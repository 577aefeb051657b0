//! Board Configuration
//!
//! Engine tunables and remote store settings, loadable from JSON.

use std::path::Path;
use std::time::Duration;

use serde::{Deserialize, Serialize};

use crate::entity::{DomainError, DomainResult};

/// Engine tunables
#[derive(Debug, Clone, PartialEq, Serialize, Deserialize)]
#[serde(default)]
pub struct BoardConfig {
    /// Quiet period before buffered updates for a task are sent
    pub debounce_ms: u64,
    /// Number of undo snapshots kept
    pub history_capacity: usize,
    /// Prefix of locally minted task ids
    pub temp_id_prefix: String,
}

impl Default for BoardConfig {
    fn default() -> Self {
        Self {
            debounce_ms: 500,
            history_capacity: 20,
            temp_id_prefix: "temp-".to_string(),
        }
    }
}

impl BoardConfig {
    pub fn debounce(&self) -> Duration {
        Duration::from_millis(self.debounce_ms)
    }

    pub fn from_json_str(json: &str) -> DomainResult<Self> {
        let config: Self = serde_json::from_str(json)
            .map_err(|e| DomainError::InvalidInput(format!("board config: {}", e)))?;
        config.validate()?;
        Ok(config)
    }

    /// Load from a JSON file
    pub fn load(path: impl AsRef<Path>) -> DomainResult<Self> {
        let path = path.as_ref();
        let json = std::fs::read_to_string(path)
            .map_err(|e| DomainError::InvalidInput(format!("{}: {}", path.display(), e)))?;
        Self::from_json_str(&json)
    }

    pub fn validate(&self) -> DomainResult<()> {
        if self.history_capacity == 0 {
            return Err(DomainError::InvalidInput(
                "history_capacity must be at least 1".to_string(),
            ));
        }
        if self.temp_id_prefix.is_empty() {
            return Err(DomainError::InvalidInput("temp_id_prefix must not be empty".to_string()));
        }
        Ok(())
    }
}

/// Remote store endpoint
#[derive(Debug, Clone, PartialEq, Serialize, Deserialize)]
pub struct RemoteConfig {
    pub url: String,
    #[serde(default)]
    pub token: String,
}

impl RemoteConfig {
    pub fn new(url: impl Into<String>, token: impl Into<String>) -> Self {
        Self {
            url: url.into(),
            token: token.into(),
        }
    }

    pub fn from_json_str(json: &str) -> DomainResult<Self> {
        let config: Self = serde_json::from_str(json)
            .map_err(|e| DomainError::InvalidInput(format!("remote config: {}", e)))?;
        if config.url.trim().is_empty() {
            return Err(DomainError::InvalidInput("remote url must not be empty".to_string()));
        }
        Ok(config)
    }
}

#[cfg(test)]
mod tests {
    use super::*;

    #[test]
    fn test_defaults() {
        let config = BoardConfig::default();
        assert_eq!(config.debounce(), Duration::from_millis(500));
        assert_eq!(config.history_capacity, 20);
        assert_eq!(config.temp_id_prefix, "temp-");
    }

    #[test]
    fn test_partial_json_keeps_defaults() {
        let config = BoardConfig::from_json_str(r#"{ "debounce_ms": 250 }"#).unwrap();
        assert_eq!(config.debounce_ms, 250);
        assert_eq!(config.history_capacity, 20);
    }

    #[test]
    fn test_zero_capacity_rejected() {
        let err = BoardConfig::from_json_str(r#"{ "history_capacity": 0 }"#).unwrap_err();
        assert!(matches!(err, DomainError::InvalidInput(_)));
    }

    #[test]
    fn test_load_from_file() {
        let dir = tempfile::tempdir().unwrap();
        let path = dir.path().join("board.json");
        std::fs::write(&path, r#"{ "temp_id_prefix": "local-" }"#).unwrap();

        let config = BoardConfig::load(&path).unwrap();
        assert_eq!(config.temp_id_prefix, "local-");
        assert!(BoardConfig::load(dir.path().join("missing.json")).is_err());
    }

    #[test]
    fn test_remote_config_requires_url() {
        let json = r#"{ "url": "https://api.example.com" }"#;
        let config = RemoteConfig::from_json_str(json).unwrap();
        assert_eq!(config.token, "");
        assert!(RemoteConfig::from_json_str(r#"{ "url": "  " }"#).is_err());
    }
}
---
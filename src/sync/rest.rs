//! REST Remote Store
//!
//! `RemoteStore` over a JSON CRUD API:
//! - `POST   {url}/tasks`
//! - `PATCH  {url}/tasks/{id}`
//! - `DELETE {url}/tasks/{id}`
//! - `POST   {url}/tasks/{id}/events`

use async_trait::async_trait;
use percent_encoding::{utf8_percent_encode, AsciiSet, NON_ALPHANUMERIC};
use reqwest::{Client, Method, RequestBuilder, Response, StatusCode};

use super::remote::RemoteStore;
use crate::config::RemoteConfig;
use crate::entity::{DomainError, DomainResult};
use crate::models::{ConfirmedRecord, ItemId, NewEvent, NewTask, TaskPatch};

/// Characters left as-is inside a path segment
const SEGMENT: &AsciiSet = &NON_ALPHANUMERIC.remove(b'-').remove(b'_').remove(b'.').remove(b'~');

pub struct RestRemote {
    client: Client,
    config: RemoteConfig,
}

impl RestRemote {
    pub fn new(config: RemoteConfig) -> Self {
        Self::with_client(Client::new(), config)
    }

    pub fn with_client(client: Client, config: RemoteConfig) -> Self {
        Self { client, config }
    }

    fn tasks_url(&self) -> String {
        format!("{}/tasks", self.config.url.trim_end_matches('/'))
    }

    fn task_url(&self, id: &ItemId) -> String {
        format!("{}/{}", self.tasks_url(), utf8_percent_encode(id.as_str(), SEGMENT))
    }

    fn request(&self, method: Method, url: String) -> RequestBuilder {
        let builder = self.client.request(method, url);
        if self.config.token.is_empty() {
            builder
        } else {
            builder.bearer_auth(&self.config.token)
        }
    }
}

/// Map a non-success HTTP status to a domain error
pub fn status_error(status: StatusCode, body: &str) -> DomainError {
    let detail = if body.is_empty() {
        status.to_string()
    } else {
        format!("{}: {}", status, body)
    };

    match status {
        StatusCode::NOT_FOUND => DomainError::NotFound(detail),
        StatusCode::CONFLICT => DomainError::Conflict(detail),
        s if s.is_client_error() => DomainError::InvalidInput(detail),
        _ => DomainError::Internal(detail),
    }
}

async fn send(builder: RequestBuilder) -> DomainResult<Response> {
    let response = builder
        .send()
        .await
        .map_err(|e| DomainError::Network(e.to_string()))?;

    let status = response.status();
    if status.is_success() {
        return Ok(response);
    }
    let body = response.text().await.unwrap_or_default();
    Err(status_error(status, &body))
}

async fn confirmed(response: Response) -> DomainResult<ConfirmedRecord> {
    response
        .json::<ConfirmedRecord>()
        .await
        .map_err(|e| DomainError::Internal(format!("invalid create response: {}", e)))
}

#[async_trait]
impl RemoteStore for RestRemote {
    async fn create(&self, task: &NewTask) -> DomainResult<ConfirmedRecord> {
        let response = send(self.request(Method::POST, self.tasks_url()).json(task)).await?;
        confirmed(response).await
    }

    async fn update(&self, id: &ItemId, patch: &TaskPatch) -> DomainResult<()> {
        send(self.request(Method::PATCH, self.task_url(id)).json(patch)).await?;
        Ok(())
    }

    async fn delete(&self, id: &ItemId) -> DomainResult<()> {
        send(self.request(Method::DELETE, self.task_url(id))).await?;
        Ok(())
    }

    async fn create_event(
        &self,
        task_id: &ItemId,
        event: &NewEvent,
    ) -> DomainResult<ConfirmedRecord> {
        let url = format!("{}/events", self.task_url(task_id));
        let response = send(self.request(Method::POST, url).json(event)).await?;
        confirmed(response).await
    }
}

**Task details**
All lines above that contain "NewTask" are required in the answer.

**Response for this exercise**
use crate::models::{ConfirmedRecord, ItemId, NewEvent, NewTask, TaskPatch};
    async fn create(&self, task: &NewTask) -> DomainResult<ConfirmedRecord> {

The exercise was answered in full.